#[cfg(test)]
mod tests {
    use super::*;
    use serde_json::json;

    fn form(groups: serde_json::Value) -> serde_json::Value {
        json!({ "form": { "title": "Signup", "description": "Tell us about you", "groups": groups } })
    }

    fn one_field(field: serde_json::Value) -> serde_json::Value {
        form(json!([{ "title": "Only", "fields": [field] }]))
    }

    mod valid {
        use super::*;
        use pretty_assertions::assert_eq;

        #[test]
        fn test_loads_all_field_types() {
            let raw = form(json!([
                { "title": "Basics", "fields": [
                    { "name": "name", "label": "Name", "type": "text", "required": true },
                    { "name": "bio", "label": "Bio", "type": "textarea" },
                    { "name": "country", "label": "Country", "type": "dropdown", "options": ["NL", "DE"] },
                ]},
                { "title": "More", "fields": [
                    { "name": "gender", "label": "Gender", "type": "radio",
                      "options": [{ "value": "f", "label": "Female" }, { "value": "m", "label": "Male" }] },
                    { "name": "langs", "label": "Languages", "type": "checkbox",
                      "options": [{ "value": "rs", "label": "Rust" }], "default": ["rs"] },
                    { "name": "level", "label": "Level", "type": "slider", "min": 0, "max": 10, "step": 2 },
                    { "name": "age", "label": "Age", "type": "number", "min": 0, "max": 120,
                      "default": 30 },
                ]},
            ]));

            let schema = load_schema(raw).unwrap();
            assert_eq!(schema.title, "Signup");
            assert_eq!(schema.description, "Tell us about you");
            assert_eq!(schema.section_count(), 2);
            assert_eq!(schema.fields().count(), 7);

            let country = schema.field("country").unwrap();
            assert_eq!(country.options[1], FieldOption::new("DE", "DE"));
            let gender = schema.field("gender").unwrap();
            assert_eq!(gender.options[0], FieldOption::new("f", "Female"));
            let langs = schema.field("langs").unwrap();
            assert_eq!(langs.default, Some(FieldValue::List(vec!["rs".into()])));
            let level = schema.field("level").unwrap();
            assert_eq!(level.step, Some(2.0));
            assert_eq!(schema.field("age").unwrap().default, Some(FieldValue::Number(30.0)));
        }

        #[test]
        fn test_load_from_str() {
            let raw = r#"{"form": {"title": "T", "groups": [{"title": "G", "fields": []}]}}"#;
            let schema = load_schema_str(raw).unwrap();
            assert_eq!(schema.section_count(), 1);
            assert_eq!(schema.description, "");
        }

        #[test]
        fn test_null_default_is_absent() {
            let schema =
                load_schema(one_field(json!({ "name": "a", "type": "text", "default": null })))
                    .unwrap();
            assert!(schema.field("a").unwrap().default.is_none());
        }

        #[test]
        fn test_numeric_text_default_allowed_for_number() {
            let schema = load_schema(one_field(
                json!({ "name": "n", "type": "number", "min": 0, "max": 9, "default": "5" }),
            ))
            .unwrap();
            assert_eq!(schema.field("n").unwrap().default, Some(FieldValue::from("5")));
        }
    }

    mod roles {
        use super::*;
        use pretty_assertions::assert_eq;

        #[test]
        fn test_legacy_names_attach_builtin_validators() {
            let raw = form(json!([{ "title": "Contact", "fields": [
                { "name": "email", "label": "Email", "type": "text" },
                { "name": "phoneNumber", "label": "Phone", "type": "text" },
                { "name": "graduationYear", "label": "Year", "type": "number", "min": 1950, "max": 2030 },
            ]}]));
            let schema = load_schema(raw).unwrap();

            let email = schema.field("email").unwrap();
            assert_eq!(email.role, Some(FieldRole::Email));
            assert_eq!(email.validators.len(), 1);
            assert_eq!(email.validators[0].message(), EMAIL_MESSAGE);

            let phone = schema.field("phoneNumber").unwrap();
            assert_eq!(phone.role, Some(FieldRole::Phone));
            assert_eq!(phone.validators[0].message(), PHONE_MESSAGE);

            let year = schema.field("graduationYear").unwrap();
            assert_eq!(year.role, Some(FieldRole::GraduationYear));
            assert_eq!(
                year.validators[0].message(),
                "Graduation year must be between 1950 and 2030."
            );
        }

        #[test]
        fn test_legacy_name_with_other_type_gets_no_role() {
            let schema =
                load_schema(one_field(json!({ "name": "email", "type": "textarea" }))).unwrap();
            let email = schema.field("email").unwrap();
            assert!(email.role.is_none());
            assert!(email.validators.is_empty());
        }

        #[test]
        fn test_explicit_role_on_any_name() {
            let schema = load_schema(one_field(
                json!({ "name": "contact", "label": "Contact", "type": "text", "role": "email" }),
            ))
            .unwrap();
            assert_eq!(schema.field("contact").unwrap().role, Some(FieldRole::Email));
        }

        #[test]
        fn test_unknown_role_is_error() {
            let err = load_schema(one_field(json!({ "name": "a", "type": "text", "role": "zip" })))
                .unwrap_err();
            assert!(matches!(err, SchemaError::UnknownRole { .. }));
        }

        #[test]
        fn test_role_type_mismatch_is_error() {
            let err = load_schema(one_field(
                json!({ "name": "a", "type": "number", "min": 0, "max": 1, "role": "email" }),
            ))
            .unwrap_err();
            assert!(matches!(err, SchemaError::RoleTypeMismatch { .. }));
        }

        #[test]
        fn test_graduation_year_without_bounds_is_error() {
            let err = load_schema(one_field(json!({ "name": "graduationYear", "type": "number" })))
                .unwrap_err();
            assert!(matches!(err, SchemaError::MissingBounds(name) if name == "graduationYear"));
        }
    }

    mod validators {
        use super::*;
        use pretty_assertions::assert_eq;

        #[test]
        fn test_authored_range_and_pattern() {
            let raw = form(json!([{ "title": "G", "fields": [
                { "name": "score", "label": "Score", "type": "slider", "min": 0, "max": 100,
                  "validators": [{ "kind": "range", "min": 10, "max": 90 }] },
                { "name": "zip", "label": "Zip", "type": "text",
                  "validators": [{ "kind": "pattern", "regex": "^[0-9]{4}[A-Z]{2}$", "message": "Bad zip" }] },
            ]}]));
            let schema = load_schema(raw).unwrap();
            assert_eq!(
                schema.field("score").unwrap().validators[0].message(),
                "Score must be between 10 and 90."
            );
            assert_eq!(schema.field("zip").unwrap().validators[0].message(), "Bad zip");
        }

        #[test]
        fn test_invalid_regex_is_error() {
            let err = load_schema(one_field(json!({ "name": "a", "type": "text",
                "validators": [{ "kind": "pattern", "regex": "(" }] })))
            .unwrap_err();
            assert!(matches!(err, SchemaError::InvalidPattern { .. }));
        }

        #[test]
        fn test_range_on_text_is_error() {
            let err = load_schema(one_field(json!({ "name": "a", "type": "text",
                "validators": [{ "kind": "range", "min": 0, "max": 1 }] })))
            .unwrap_err();
            assert!(matches!(err, SchemaError::ValidatorTypeMismatch { validator: "range", .. }));
        }

        #[test]
        fn test_unknown_validator_kind_is_json_error() {
            let err = load_schema(one_field(json!({ "name": "a", "type": "text",
                "validators": [{ "kind": "luhn" }] })))
            .unwrap_err();
            assert!(matches!(err, SchemaError::Json(_)));
        }
    }

    mod invalid {
        use super::*;

        #[test]
        fn test_empty_groups() {
            let err = load_schema(form(json!([]))).unwrap_err();
            assert!(matches!(err, SchemaError::NoGroups));
        }

        #[test]
        fn test_missing_groups_key() {
            let err = load_schema(json!({ "form": { "title": "T" } })).unwrap_err();
            assert!(matches!(err, SchemaError::NoGroups));
        }

        #[test]
        fn test_missing_form_key() {
            let err = load_schema(json!({ "title": "T" })).unwrap_err();
            assert!(matches!(err, SchemaError::Json(_)));
        }

        #[test]
        fn test_empty_name() {
            let err = load_schema(form(json!([
                { "title": "A", "fields": [{ "name": "ok", "type": "text" }] },
                { "title": "B", "fields": [{ "name": "x", "type": "text" }, { "type": "text" }] },
            ])))
            .unwrap_err();
            assert!(matches!(err, SchemaError::MissingName { group: 1, field: 1 }));
        }

        #[test]
        fn test_duplicate_name_across_groups() {
            let err = load_schema(form(json!([
                { "title": "A", "fields": [{ "name": "dup", "type": "text" }] },
                { "title": "B", "fields": [{ "name": "dup", "type": "number", "min": 0, "max": 1 }] },
            ])))
            .unwrap_err();
            assert!(matches!(err, SchemaError::DuplicateName(name) if name == "dup"));
        }

        #[test]
        fn test_unknown_type() {
            let err = load_schema(one_field(json!({ "name": "when", "type": "date" }))).unwrap_err();
            assert!(
                matches!(err, SchemaError::UnknownType { ref field, ref kind } if field == "when" && kind == "date")
            );
        }

        #[test]
        fn test_missing_type_is_unknown() {
            let err = load_schema(one_field(json!({ "name": "a" }))).unwrap_err();
            assert!(matches!(err, SchemaError::UnknownType { .. }));
        }

        #[test]
        fn test_options_required() {
            for kind in ["dropdown", "radio", "checkbox"] {
                let err = load_schema(one_field(json!({ "name": "a", "type": kind }))).unwrap_err();
                assert!(matches!(err, SchemaError::MissingOptions { .. }), "{kind}");
            }
            let err = load_schema(one_field(json!({ "name": "a", "type": "radio", "options": [] })))
                .unwrap_err();
            assert!(matches!(err, SchemaError::MissingOptions { .. }));
        }

        #[test]
        fn test_slider_needs_bounds() {
            let err = load_schema(one_field(json!({ "name": "s", "type": "slider", "min": 0 })))
                .unwrap_err();
            assert!(matches!(err, SchemaError::MissingBounds(_)));
        }

        #[test]
        fn test_number_needs_bounds() {
            let err = load_schema(one_field(json!({ "name": "n", "type": "number", "max": 5 })))
                .unwrap_err();
            assert!(matches!(err, SchemaError::MissingBounds(name) if name == "n"));
        }

        #[test]
        fn test_numeric_default_must_be_finite_number() {
            for default in ["NaN", "inf", "-infinity", "lots"] {
                let err = load_schema(one_field(json!({
                    "name": "level", "type": "slider", "min": 0, "max": 10, "default": default
                })))
                .unwrap_err();
                assert!(matches!(err, SchemaError::DefaultMismatch { .. }), "{default}");
            }
        }

        #[test]
        fn test_default_type_mismatch() {
            let cases = [
                json!({ "name": "a", "type": "text", "default": ["x"] }),
                json!({ "name": "a", "type": "text", "default": 3 }),
                json!({ "name": "a", "type": "checkbox", "options": ["x"], "default": "x" }),
                json!({ "name": "a", "type": "number", "min": 0, "max": 1, "default": true }),
            ];
            for case in cases {
                let err = load_schema(one_field(case.clone())).unwrap_err();
                assert!(matches!(err, SchemaError::DefaultMismatch { .. }), "{case}");
            }
        }
    }
}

□ □ □

### ACTION ITEM:
Search the preceding listing for "DefaultMismatch", then copy every line that holds it.

### WRITTEN SOLUTION:
                assert!(matches!(err, SchemaError::DefaultMismatch { .. }), "{default}");
                assert!(matches!(err, SchemaError::DefaultMismatch { .. }), "{case}");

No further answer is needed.